Tough enough to survive within the harshest climates this planet has to offer, lichen is a remarkable life form that has been around for 100s of millions of years. It is very likely you have seen this superhero of nature with your very own eyes and not given it a second thought. Here is why you should.
Lichen are everywhere. They can be found underfoot on the surface of rocks or up in the air clinging to trees. They grow on walls and roofs and gravestones. Some look like carpets while others look like little bushes.
This remarkable life form is actually the result of two very different organisms working together. In simplest terms, a fungus provides a structure on which the species can live while an algae provides food, turning moisture and sunlight into starches and sugars through photosynthesis. This symbiotic relationship works so well that neither one would survive in the environment without the help of the other.
Symbiosis-the relationship between two or more organisms that live closely together, usually to each one’s benefit.
Lichen survive in some of the planet’s most extreme environments from the intense heat of the hottest deserts to the frozen North and South Poles. They can live atop the highest mountains in the world and also below the surface of the water.
Lichen are some of the earliest life forms on the planet. The fossil record for the organism dates back at least 400 million years and it is thought that earlier forms may have existed over 600 million years ago. A key to the lichen’s long existence may lay in the fact that it does not need a regular supply of water. If conditions do not favour a healthy life the lichen can go into suspension or ‘shut down.’ When conditions improve the lichen revives itself and carries on with its life.
Lichen have even been launched into space. As an experiment the European Space Agency sealed two species of lichen into a Russian rocket. Once in orbit the lichen was exposed to the vacuum of space, cosmic radiation and dramatic changes in temperature. After 15 days the lichen were retrieved and showed no sign of damage!
Fast fact: There are about 200 different kinds of lichens in Antarctica.
And there are many species that are thankful it is so hardy. From the animals that feed upon it to those that use it for shelter, hundreds of species depend upon lichen. Lichen is the main food for reindeer. Flying squirrels use it to make nests. Tiny insects live within it and feed upon it. They even feed minerals to the soil when breaking down the rocks they live upon.

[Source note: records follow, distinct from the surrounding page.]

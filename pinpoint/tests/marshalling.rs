/*
 * Copyright Amazon.com, Inc. or its affiliates. All Rights Reserved.
 * SPDX-License-Identifier: Apache-2.0.
 */

use pinpoint::json_deser;
use pinpoint::json_ser;
use pinpoint::model::{
    Action, Activity, AddressConfiguration, ApnsMessage, AttributeDimension, AttributeType,
    BaseKpiResult, CampaignDateRangeKpiResponse, CampaignEmailMessage, CampaignEventFilter,
    CampaignHook, CampaignLimits, CampaignSmsMessage, ChannelType, DefaultMessage,
    DimensionType, DirectMessageConfiguration, Duration, EndpointBatchItem,
    EndpointBatchRequest, EndpointDemographic, EndpointLocation, EndpointSendConfiguration,
    EndpointUser, EventDimensions, FilterType, Frequency, GcmChannelRequest, GcmChannelResponse,
    GcmMessage, GpsCoordinates, GpsPointDimension, HoldoutActivity, JourneyResponse,
    JourneySchedule, Message, MessageConfiguration, MessageRequest, MessageType,
    MetricDimension, Mode, QuietTime, RandomSplitActivity, RandomSplitEntry, RecencyDimension,
    RecencyType, ResultRow, ResultRowValue, Schedule, SegmentBehaviors, SegmentDemographics,
    SegmentDimensions, SegmentLocation, SetDimension, SmsMessage, State, WriteCampaignRequest,
    WriteSegmentRequest, WriteTreatmentResource,
};
use pretty_assertions::assert_eq;
use protocol_test_helpers::{assert_ok, validate_body, MediaType};
use smithy_json::deserialize::json_token_iter;
use smithy_json::serialize::JsonObjectWriter;
use smithy_types::instant::Format;
use smithy_types::Instant;

/// Serializes `$value`, reads it back and asserts nothing was lost. Evaluates to the JSON text.
macro_rules! assert_round_trip {
    ($ser:path, $deser:path, $value:expr) => {{
        let value = $value;
        let mut out = String::new();
        let mut object = JsonObjectWriter::new(&mut out);
        $ser(&mut object, &value).expect("serializable");
        object.finish();
        let mut tokens = json_token_iter(out.as_bytes()).peekable();
        let parsed = $deser(&mut tokens)
            .expect("valid document")
            .expect("object");
        assert_eq!(parsed, value);
        out
    }};
}

fn write_gcm_channel_response(value: &GcmChannelResponse) -> String {
    let mut out = String::new();
    let mut object = JsonObjectWriter::new(&mut out);
    json_ser::serialize_structure_crate_model_gcm_channel_response(&mut object, value)
        .expect("serializable");
    object.finish();
    out
}

fn read_gcm_channel_response(json: &str) -> Option<GcmChannelResponse> {
    let mut tokens = json_token_iter(json.as_bytes()).peekable();
    json_deser::deser_structure_crate_model_gcm_channel_response(&mut tokens)
        .expect("valid document")
}

#[test]
fn unset_fields_are_omitted() {
    let response = GcmChannelResponse::builder()
        .application_id("app1")
        .enabled(true)
        .build();
    let json = write_gcm_channel_response(&response);
    assert_eq!(json, r#"{"ApplicationId":"app1","Enabled":true}"#);

    let parsed = read_gcm_channel_response(&json).expect("object");
    assert_eq!(parsed.application_id.as_deref(), Some("app1"));
    assert_eq!(parsed.enabled, Some(true));
    assert_eq!(parsed.version, None);
    assert_eq!(parsed, response);
}

#[test]
fn fields_are_written_in_wire_name_order() {
    let response = GcmChannelResponse::builder()
        .version(3)
        .platform("GCM")
        .id("gcm")
        .has_credential(false)
        .creation_date("2021-01-01T00:00:00Z")
        .build();
    assert_eq!(
        write_gcm_channel_response(&response),
        r#"{"CreationDate":"2021-01-01T00:00:00Z","HasCredential":false,"Id":"gcm","Platform":"GCM","Version":3}"#
    );
}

Unfortunately this seemingly unstoppable force of nature has a weakness that not only threatens its life but those that depend upon it: air pollution. Because lichen absorb nutrients directly from the air and the water that washes over them they are extremely sensitive to the atmosphere. When air pollution is too great lichen cannot survive. This is why scientists believe the health of lichen is a very good indicator of the health of an environment. If lichen are struggling then it is very bad news for the planet.